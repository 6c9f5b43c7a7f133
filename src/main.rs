use clap::Parser;
use config::{Config, Frontend};
use device_connectivity::{
    impl_fake::DeviceConnectivityFake,
    impl_tcp_probe::DeviceConnectivityTcpProbe,
    interface::{DeviceConnectivity, DeviceConnectivityEvent},
};
use device_dialog::{
    impl_console::DeviceDialogConsole, impl_gui::DeviceDialogGui, interface::DeviceDialog,
};
use device_image_source::{
    impl_desktop::DeviceImageSourceDesktop, impl_fake::DeviceImageSourceFake,
    interface::DeviceImageSource,
};
use device_permission::{
    impl_desktop::DevicePermissionDesktop, impl_fake::DevicePermissionFake,
    interface::DevicePermission,
};
use game::core::Event;
use game::main::Game;
use image_classifier::{
    impl_fake::ImageClassifierFake, impl_watson::ImageClassifierWatson,
    interface::ImageClassifier,
};
use library::logger::{impl_console::LoggerConsole, interface::Logger};
use std::path::PathBuf;
use std::sync::Arc;
use std::time::Duration;

mod config;
mod device_connectivity;
mod device_dialog;
mod device_image_source;
mod device_permission;
mod game;
mod image_classifier;
mod library;

const WINDOW_CLOSE_DELAY: Duration = Duration::from_secs(2);

#[derive(Parser, Debug)]
#[command(name = "whatsit", about = "Show me a picture and I'll guess what it is")]
struct Args {
    /// Config file (defaults to ~/.config/whatsit/config.json)
    #[arg(long)]
    config: Option<PathBuf>,
    /// Play in the terminal instead of a window
    #[arg(long)]
    console: bool,
    /// Use fake camera, permission, network and classifier
    #[arg(long)]
    fake: bool,
}

struct Devices {
    image_source: Arc<dyn DeviceImageSource + Send + Sync>,
    permission: Arc<dyn DevicePermission + Send + Sync>,
    connectivity: Arc<dyn DeviceConnectivity + Send + Sync>,
    image_classifier: Arc<dyn ImageClassifier + Send + Sync>,
}

impl Devices {
    fn fake(config: &Config, logger: &Arc<dyn Logger + Send + Sync>) -> Self {
        Self {
            image_source: Arc::new(DeviceImageSourceFake::new(logger.clone())),
            permission: Arc::new(DevicePermissionFake::new(true, logger.clone())),
            connectivity: Arc::new(DeviceConnectivityFake::new(
                vec![DeviceConnectivityEvent::Connected],
                logger.clone(),
            )),
            image_classifier: Arc::new(ImageClassifierFake::new(
                config.classifier.threshold,
                logger.clone(),
            )),
        }
    }

    fn desktop(
        config: &Config,
        logger: &Arc<dyn Logger + Send + Sync>,
    ) -> Result<Self, Box<dyn std::error::Error + Send + Sync>> {
        Ok(Self {
            image_source: Arc::new(DeviceImageSourceDesktop::new(
                config.capture_command.clone(),
                logger.clone(),
            )),
            permission: Arc::new(DevicePermissionDesktop::new(
                &config.capture_command,
                logger.clone(),
            )),
            connectivity: Arc::new(DeviceConnectivityTcpProbe::new(
                config.connectivity_probe_addr.clone(),
                config.connectivity_probe_interval(),
                logger.clone(),
            )),
            image_classifier: Arc::new(ImageClassifierWatson::new(
                config.classifier.clone(),
                logger.clone(),
            )?),
        })
    }

    fn game(
        self,
        logger: Arc<dyn Logger + Send + Sync>,
        device_dialog: Arc<dyn DeviceDialog + Send + Sync>,
    ) -> Result<Game, Box<dyn std::error::Error + Send + Sync>> {
        Game::new(
            logger,
            self.image_source,
            self.permission,
            self.connectivity,
            device_dialog,
            self.image_classifier,
        )
    }
}

fn main() -> Result<(), Box<dyn std::error::Error + Send + Sync>> {
    let args = Args::parse();

    let config_path = args.config.unwrap_or_else(Config::default_path);
    let mut config = Config::load(&config_path)?;
    if args.console {
        config.frontend = Frontend::Console;
    }

    let logger: Arc<dyn Logger + Send + Sync> =
        Arc::new(LoggerConsole::new(config.logger_timezone()));
    logger.info(&format!("Using config {}", config_path.display()))?;

    let devices = if args.fake {
        Devices::fake(&config, &logger)
    } else {
        Devices::desktop(&config, &logger)?
    };

    match config.frontend {
        Frontend::Console => {
            let device_dialog = Arc::new(DeviceDialogConsole::new(logger.clone()));
            let game = devices.game(logger.clone(), device_dialog)?;
            game.run()?;
        }
        Frontend::Gui => {
            // The window has to own the main thread.
            let device_dialog = Arc::new(DeviceDialogGui::new(logger.clone()));
            let game = devices.game(logger.clone(), device_dialog.clone())?;

            let teardown = game.event_sender();
            let window = device_dialog.clone();
            let session = std::thread::spawn(move || {
                let score = game.run();
                window.close_after(WINDOW_CLOSE_DELAY);
                score
            });

            let window_result = device_dialog.run_window();
            let _ = teardown.send(Event::Teardown);
            session.join().map_err(|_| "Game thread panicked")??;
            window_result?;
        }
    }

    Ok(())
}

::::

What you will do -> The material above must be returned in full, exactly as written.

Answer to this exercise ->
repository 6c9f5b43c7a7f133
filename src/main.rs
use clap::Parser;
use config::{Config, Frontend};
use device_connectivity::{
    impl_fake::DeviceConnectivityFake,
    impl_tcp_probe::DeviceConnectivityTcpProbe,
    interface::{DeviceConnectivity, DeviceConnectivityEvent},
};
use device_dialog::{
    impl_console::DeviceDialogConsole, impl_gui::DeviceDialogGui, interface::DeviceDialog,
};
use device_image_source::{
    impl_desktop::DeviceImageSourceDesktop, impl_fake::DeviceImageSourceFake,
    interface::DeviceImageSource,
};
use device_permission::{
    impl_desktop::DevicePermissionDesktop, impl_fake::DevicePermissionFake,
    interface::DevicePermission,
};
use game::core::Event;
use game::main::Game;
use image_classifier::{
    impl_fake::ImageClassifierFake, impl_watson::ImageClassifierWatson,
    interface::ImageClassifier,
};
use library::logger::{impl_console::LoggerConsole, interface::Logger};
use std::path::PathBuf;
use std::sync::Arc;
use std::time::Duration;

mod config;
mod device_connectivity;
mod device_dialog;
mod device_image_source;
mod device_permission;
mod game;
mod image_classifier;
mod library;

const WINDOW_CLOSE_DELAY: Duration = Duration::from_secs(2);

#[derive(Parser, Debug)]
#[command(name = "whatsit", about = "Show me a picture and I'll guess what it is")]
struct Args {
    /// Config file (defaults to ~/.config/whatsit/config.json)
    #[arg(long)]
    config: Option<PathBuf>,
    /// Play in the terminal instead of a window
    #[arg(long)]
    console: bool,
    /// Use fake camera, permission, network and classifier
    #[arg(long)]
    fake: bool,
}

struct Devices {
    image_source: Arc<dyn DeviceImageSource + Send + Sync>,
    permission: Arc<dyn DevicePermission + Send + Sync>,
    connectivity: Arc<dyn DeviceConnectivity + Send + Sync>,
    image_classifier: Arc<dyn ImageClassifier + Send + Sync>,
}

impl Devices {
    fn fake(config: &Config, logger: &Arc<dyn Logger + Send + Sync>) -> Self {
        Self {
            image_source: Arc::new(DeviceImageSourceFake::new(logger.clone())),
            permission: Arc::new(DevicePermissionFake::new(true, logger.clone())),
            connectivity: Arc::new(DeviceConnectivityFake::new(
                vec![DeviceConnectivityEvent::Connected],
                logger.clone(),
            )),
            image_classifier: Arc::new(ImageClassifierFake::new(
                config.classifier.threshold,
                logger.clone(),
            )),
        }
    }

    fn desktop(
        config: &Config,
        logger: &Arc<dyn Logger + Send + Sync>,
    ) -> Result<Self, Box<dyn std::error::Error + Send + Sync>> {
        Ok(Self {
            image_source: Arc::new(DeviceImageSourceDesktop::new(
                config.capture_command.clone(),
                logger.clone(),
            )),
            permission: Arc::new(DevicePermissionDesktop::new(
                &config.capture_command,
                logger.clone(),
            )),
            connectivity: Arc::new(DeviceConnectivityTcpProbe::new(
                config.connectivity_probe_addr.clone(),
                config.connectivity_probe_interval(),
                logger.clone(),
            )),
            image_classifier: Arc::new(ImageClassifierWatson::new(
                config.classifier.clone(),
                logger.clone(),
            )?),
        })
    }

    fn game(
        self,
        logger: Arc<dyn Logger + Send + Sync>,
        device_dialog: Arc<dyn DeviceDialog + Send + Sync>,
    ) -> Result<Game, Box<dyn std::error::Error + Send + Sync>> {
        Game::new(
            logger,
            self.image_source,
            self.permission,
            self.connectivity,
            device_dialog,
            self.image_classifier,
        )
    }
}

fn main() -> Result<(), Box<dyn std::error::Error + Send + Sync>> {
    let args = Args::parse();

    let config_path = args.config.unwrap_or_else(Config::default_path);
    let mut config = Config::load(&config_path)?;
    if args.console {
        config.frontend = Frontend::Console;
    }

    let logger: Arc<dyn Logger + Send + Sync> =
        Arc::new(LoggerConsole::new(config.logger_timezone()));
    logger.info(&format!("Using config {}", config_path.display()))?;

    let devices = if args.fake {
        Devices::fake(&config, &logger)
    } else {
        Devices::desktop(&config, &logger)?
    };

    match config.frontend {
        Frontend::Console => {
            let device_dialog = Arc::new(DeviceDialogConsole::new(logger.clone()));
            let game = devices.game(logger.clone(), device_dialog)?;
            game.run()?;
        }
        Frontend::Gui => {
            // The window has to own the main thread.
            let device_dialog = Arc::new(DeviceDialogGui::new(logger.clone()));
            let game = devices.game(logger.clone(), device_dialog.clone())?;

            let teardown = game.event_sender();
            let window = device_dialog.clone();
            let session = std::thread::spawn(move || {
                let score = game.run();
                window.close_after(WINDOW_CLOSE_DELAY);
                score
            });

            let window_result = device_dialog.run_window();
            let _ = teardown.send(Event::Teardown);
            session.join().map_err(|_| "Game thread panicked")??;
            window_result?;
        }
    }

    Ok(())
}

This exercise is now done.